Michela Nicolussi Moro. Il Veneto esce soddisfatto dal tavolo per l’autonomia in materia di sanità che ieri a Roma ha visto a confronto i tecnici di Palazzo Balbi e dell’Emilia Romagna con Gianclaudio Bressa, sottosegretario Agli affari regionali, e Giuseppe Chiné, capo di gabinetto del ministero della Salute. Assente, a sorpresa, la Lombardia. Scusa ufficiale: la festa del patrono, Sant’Ambrogio. «C’era un clima collaborativo — riferisce Fabrizio Boron, presidente della commissione regionale Sanità, che ha seguito il tavolo a distanza da Venezia — Bressa ha ascoltato tutte le nostre richieste senza contestarle e vuole arrivare ad un accordo entro gennaio. Mi pare un buon inizio».

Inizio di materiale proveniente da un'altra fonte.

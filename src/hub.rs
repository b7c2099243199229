//! Single-consumer dispatcher: the hub is the sole owner and mutator of the
//! nickname registry, channel table, and membership list.
//!
//! Grounded on `handlers/request.rs`'s dispatch-by-command idea and the
//! per-command bodies in `handlers/{registration,channels,messages,
//! miscellanneous}.rs` — restructured as direct match-on-verb dispatch
//! against one event queue (replacing the teacher's chained
//! try-next-parser fallback, which doesn't fit a design where one parsed
//! message is routed exactly once) and with fan-out done by the hub
//! synchronously writing to each member's own outbound channel rather than
//! a broadcast/fan-out primitive, so that delivery order to a given
//! recipient always matches the hub's own event-processing order.

use std::collections::{HashMap, HashSet};
use std::net::SocketAddr;

use indexmap::IndexMap;
use log::info;
use tokio::sync::{mpsc, oneshot};

pub use crate::state::ClientId;

use crate::config::Config;
use crate::errors::IrcError;
use crate::message::{Command, Message};
use crate::replies::Reply;
use crate::state::{ChannelRecord, ClientRecord, MemberMode};
use crate::validate;

const HUB_QUEUE_SIZE: usize = 256;

pub type HubSender = mpsc::Sender<Event>;

/// Events the hub consumes, one at a time, to completion.
pub enum Event {
    NewClient {
        addr: SocketAddr,
        outbound: mpsc::Sender<Message>,
        close_tx: oneshot::Sender<()>,
        reply: oneshot::Sender<ClientId>,
    },
    LostClient(ClientId),
    Message(ClientId, Result<Message, IrcError>),
}

pub struct Hub {
    server_name: String,
    server_version: String,
    motd: Vec<String>,
    next_id: u64,
    clients: HashMap<ClientId, ClientRecord>,
    nicknames: HashMap<String, ClientId>,
    channels: IndexMap<String, ChannelRecord>,
    memberships: HashMap<ClientId, HashSet<String>>,
}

Ad esporre i desiderata della Regione, per due ore e mezza, Domenico Mantoan, direttore generale della Sanità. Tre gli ambiti toccati: personale e formazione; tariffe e farmaci; pazienti. Riguardo il primo segmento, dando per scontato l’equilibrio di bilancio e il rispetto dei Livelli essenziali di assistenza (Lea), il Veneto chiede: la cancellazione dei vincoli sulle assunzioni (ora vige l’obbligo di mantenere per tutte le strutture sanitarie l’organico del 2004 meno un 1,4%); maggiore autonomia nel concordare con gli Atenei della regione borse di studio aggiuntive per gli specializzandi, in base al reale fabbisogno di medici sul territorio; la possibilità di assumere con contratti di formazione lavoro neolaureati in Medicina, prima dell’inizio della specializzazione. La svolgeranno negli ospedali dell’azienda sanitaria che li prenderà. E ancora: l’opportunità di sottoscrivere contratti regionali aggiuntivi a quello nazionale a favore di camici bianchi pronti a lavorare in zone disagiate o che si siano particolarmente distinti per la qualità del loro operato o meritevoli di altre azioni da riconoscere con un’integrazione economica e di qualifica.

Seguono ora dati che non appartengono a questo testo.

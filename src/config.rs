//! TOML-backed server configuration.
//!
//! Loaded once at startup via [`Config::load`], following the teacher's
//! `serde`+`toml` config layer. A missing or unparsable file is not a fatal
//! configuration error here (the same robustness this crate gives the MOTD
//! file applies to the config file itself): the server falls back to the
//! built-in defaults below so it is runnable with zero configuration.

use std::path::Path;

use serde::Deserialize;

#[derive(Debug, Deserialize, Clone)]
#[serde(default)]
pub struct Config {
    pub server: ServerConfig,
    pub network: NetworkConfig,
    pub limits: LimitsConfig,
}

#[derive(Debug, Deserialize, Clone)]
#[serde(default)]
pub struct ServerConfig {
    pub name: String,
    pub version: String,
    pub motd_path: String,
}

#[derive(Debug, Deserialize, Clone)]
#[serde(default)]
pub struct NetworkConfig {
    pub bind_address: String,
    pub port: u16,
}

#[derive(Debug, Deserialize, Clone)]
#[serde(default)]
pub struct LimitsConfig {
    pub max_message_length: usize,
}

impl Default for Config {
    fn default() -> Self {
        Config {
            server: ServerConfig::default(),
            network: NetworkConfig::default(),
            limits: LimitsConfig::default(),
        }
    }
}

impl Default for ServerConfig {
    fn default() -> Self {
        ServerConfig {
            name: "irc.example.org".to_string(),
            version: "relaird-1.0.0".to_string(),
            motd_path: "motd.txt".to_string(),
        }
    }
}

impl Default for NetworkConfig {
    fn default() -> Self {
        NetworkConfig {
            bind_address: "0.0.0.0".to_string(),
            port: 6667,
        }
    }
}

impl Default for LimitsConfig {
    fn default() -> Self {
        LimitsConfig {
            max_message_length: 512,
        }
    }
}

impl Config {
    /// Reads and parses the TOML file at `path`. Any failure (missing file,
    /// unreadable, malformed TOML) logs a warning and falls back to
    /// [`Config::default`] rather than aborting startup.
    pub fn load<P: AsRef<Path>>(path: P) -> Self {
        let path = path.as_ref();
        match std::fs::read_to_string(path) {
            Ok(content) => toml::from_str(&content).unwrap_or_else(|err| {
                log::warn!(
                    "failed to parse config at {}: {err}; using built-in defaults",
                    path.display()
                );
                Config::default()
            }),
            Err(err) => {
                log::warn!(
                    "no config file at {} ({err}); using built-in defaults",
                    path.display()
                );
                Config::default()
            }
        }
    }

    /// `host:port` formed from `network.bind_address`/`network.port`.
    pub fn bind_addr(&self) -> String {
        format!("{}:{}", self.network.bind_address, self.network.port)
    }
}

#[cfg(test)]
mod tests {
    use super::*;

    #[test]
    fn defaults_match_zero_configuration_table() {
        let config = Config::default();
        assert_eq!(config.server.name, "irc.example.org");
        assert_eq!(config.bind_addr(), "0.0.0.0:6667");
        assert_eq!(config.limits.max_message_length, 512);
    }

    #[test]
    fn load_falls_back_to_defaults_when_file_missing() {
        let config = Config::load("/nonexistent/path/to/config.toml");
        assert_eq!(config.server.name, "irc.example.org");
    }

    #[test]
    fn load_parses_a_minimal_file() {
        let dir = std::env::temp_dir();
        let path = dir.join(format!("relaird-test-config-{}.toml", std::process::id()));
        std::fs::write(
            &path,
            "[server]\nname = \"chat.test\"\nversion = \"x\"\nmotd_path = \"m.txt\"\n\n[network]\nbind_address = \"127.0.0.1\"\nport = 7000\n\n[limits]\nmax_message_length = 256\n",
        )
        .unwrap();

        let config = Config::load(&path);
        assert_eq!(config.server.name, "chat.test");
        assert_eq!(config.bind_addr(), "127.0.0.1:7000");
        assert_eq!(config.limits.max_message_length, 256);

        let _ = std::fs::remove_file(&path);
    }
}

Le richieste di autonomia inerenti a tariffe e farmaci sono due: il mantenimento del tariffario regionale dei Drg (il costo delle prestazioni ambulatoriali e ospedaliere da rimborsare alle aziende pubbliche e al privato convenzionato), che ora lo Stato vorrebbe abolire; la possibilità, in supplenza e non in sostituzione all’Aifa (l’Agenzia italiana del farmaco), di indire gare per l’acquisto di medicinali. La Regione vorrebbe lanciare i bandi per i prodotti non coperti dall’Aifa, in modo da averli a prezzi più contenuti, secondo il principio terapeutico equivalente. Sul fronte dei pazienti, la richiesta è di togliere il tetto alla mobilità dei malati che la Finanziaria ha imposto sulla base dei flussi del 2011, per consentire a chiunque di andare a curarsi nell’Usl o nella regione che desidera.

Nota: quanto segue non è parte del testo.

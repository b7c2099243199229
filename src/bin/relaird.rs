//! CLI entry point: parses arguments, loads config, and wires one listener
//! per configured bind address to a single hub.
//!
//! Grounded on `bin/irc_server.rs`'s `flexi_logger` setup, with a new
//! `clap`-derived CLI (the teacher depends on `clap` but never used it).

use clap::Parser;
use flexi_logger::{Duplicate, Logger};
use relaird::config::Config;
use relaird::hub::Hub;
use relaird::{listener, motd};

#[derive(Parser, Debug)]
#[command(name = "relaird", version, about = "A multi-user IRC relay server")]
struct Args {
    /// Path to the TOML configuration file.
    #[arg(long, default_value = "config.toml")]
    config: String,

    /// Overrides the config file's network.bind_address:network.port.
    #[arg(long)]
    bind: Option<String>,

    /// Log level passed to flexi_logger (e.g. "info", "debug", "trace").
    #[arg(long, default_value = "info")]
    log_level: String,
}

#[tokio::main]
async fn main() -> std::io::Result<()> {
    let args = Args::parse();

    Logger::try_with_str(&args.log_level)
        .and_then(|logger| logger.log_to_stderr().duplicate_to_stderr(Duplicate::All).start())
        .ok();

    let config = Config::load(&args.config);
    let bind_addr = args.bind.clone().unwrap_or_else(|| config.bind_addr());
    let motd_lines = motd::load(&config.server.motd_path);
    let max_line_length = config.limits.max_message_length;

    let hub = Hub::spawn(config, motd_lines);

    log::info!("relaird starting, listening on {bind_addr}");
    listener::run(&bind_addr, hub, max_line_length).await
}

Poiché le istanze dell’Emilia e delle Lombardia sono molto simili, le tre Regioni stanno pensando di creare una piattaforma comune, per acquisire una maggiore forza di contrattazione. Bressa infatti, fanno sapere le Regioni, non ha sollevato obiezioni all’esposizione delle istanze, ma ha chiesto un documento scritto che dimostri come le tre giunte interessate possano gestire meglio dello Stato gli ambiti sanitari descritti. E’ la condizione per ottenere l’autonomia differenziata. E dunque il Veneto, come Emilia e probabilmente Lombardia, la prossima settimana farà avere al sottosegretario il documento richiesto a firma del governatore Luca Zaia che, se tutto andrà bene e il delegato del governo non solleverà obiezioni, sarà poi chiamato a un confronto. Qualora si arrivasse all’accordo, lo stesso verrà sottoposto all’approvazione del Parlamento.
Insomma, nonostante le tensioni delle ultime ore per il declassamento del Veneto al sesto posto nella graduatoria delle migliori Regioni d’Italia disposto dal ministero della Salute, il tavolo sull’autonomia di ieri si sarebbe svolto in un clima «non ostile».